New gorilla population traced
Conservationists have hailed the discovery of a large new population of western lowland gorillas in Africa as "absolutely fantastic news".
A census by the Wildlife Conservation Society, announced at the International Primatological Society Congress in Edinburgh, revealed that a new population of 125,000 animals had been found in two adjacent areas in the Republic of Congo.
It is a massive boost for numbers of the critically endangered western lowland gorilla, which had been thought to number fewer than 50,000 across their whole range.
But the Gorilla Organisation warned against complacency, as the area where the new population was found in the northern part of the country is in the path of the deadly Ebola virus.
The disease is one of the main threats to the subspecies - along with hunting by humans.
Jillian Miller, executive director of the Gorilla Organisation, said: "The discovery of such a large population of western lowland gorillas is absolutely fantastic news for the sub-species and for conservationists, but we should be careful not to be too complacent.

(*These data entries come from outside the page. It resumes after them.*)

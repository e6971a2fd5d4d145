use super::*;

/// Tests finding an entry by its pair.
///
/// Expected: Ok(Some) for the pair, Ok(None) for a book not on the list
#[tokio::test]
async fn finds_entry_by_pair() -> Result<(), DbErr> {
    let test = TestBuilder::new().with_list_tables().build().await.unwrap();
    let db = test.db.as_ref().unwrap();

    let (book, list, _) = factory::helpers::create_book_in_list(db, 1, 30).await?;
    let other = factory::create_book(db).await?;

    let repo = BookListRepository::new(db);

    let entry = repo.find(list.id, book.id).await?.unwrap();
    assert_eq!(entry.progress.value(), 30);
    assert!(repo.find(list.id, other.id).await?.is_none());
    Ok(())
}

/// Tests listing the entries of a list.
///
/// Expected: Ok with entries of that list only, ordered by book
#[tokio::test]
async fn finds_entries_by_list() -> Result<(), DbErr> {
    let test = TestBuilder::new().with_list_tables().build().await.unwrap();
    let db = test.db.as_ref().unwrap();

    let list = factory::create_user_list(db, 1).await?;
    let other_list = factory::create_user_list(db, 1).await?;
    let first = factory::create_book(db).await?;
    let second = factory::create_book(db).await?;

    factory::create_book_list(db, list.id, second.id, 0).await?;
    factory::create_book_list(db, list.id, first.id, 0).await?;
    factory::create_book_list(db, other_list.id, first.id, 0).await?;

    let entries = BookListRepository::new(db).find_by_list_id(list.id).await?;
    let book_ids: Vec<i32> = entries.iter().map(|e| e.book_id).collect();

    assert_eq!(book_ids, vec![first.id, second.id]);
    Ok(())
}

/// Tests finding one book's entries among a set of lists.
///
/// Expected: Ok with entries only for the requested lists and book
#[tokio::test]
async fn finds_book_entries_in_lists() -> Result<(), DbErr> {
    let test = TestBuilder::new().with_list_tables().build().await.unwrap();
    let db = test.db.as_ref().unwrap();

    let book = factory::create_book(db).await?;
    let other_book = factory::create_book(db).await?;
    let mine = factory::create_user_list(db, 1).await?;
    let also_mine = factory::create_user_list(db, 1).await?;
    let theirs = factory::create_user_list(db, 2).await?;

    factory::create_book_list(db, mine.id, book.id, 5).await?;
    factory::create_book_list(db, also_mine.id, other_book.id, 5).await?;
    factory::create_book_list(db, theirs.id, book.id, 5).await?;

    let repo = BookListRepository::new(db);
    let entries = repo
        .find_by_book_in_lists(book.id, &[mine.id, also_mine.id])
        .await?;

    assert_eq!(entries.len(), 1);
    assert_eq!(entries[0].list_id, mine.id);
    assert!(repo.find_by_book_in_lists(book.id, &[]).await?.is_empty());
    Ok(())
}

"The area where these gorillas have been found is in the path of the Ebola virus, which has wiped out large numbers of western lowland gorillas during the past 25 years.
"Numbers are less important than trends and sadly the trend for all gorilla sub-species, apart from the mountain gorilla, has been a downturn in population figures. However this recent discovery does provide conservationists with a great opportunity to turn these trends around."
The western lowland gorilla was moved from endangered to critically endangered in the most recent assessment of the conservation status of the world's species, the 2007 IUCN Red List of Threatened Species.
This week there was bad news for other primates, as the World Conservation Union (IUCN) warned that around half of the world's apes and monkeys are facing extinction, with some 300 of the 634 species under threat.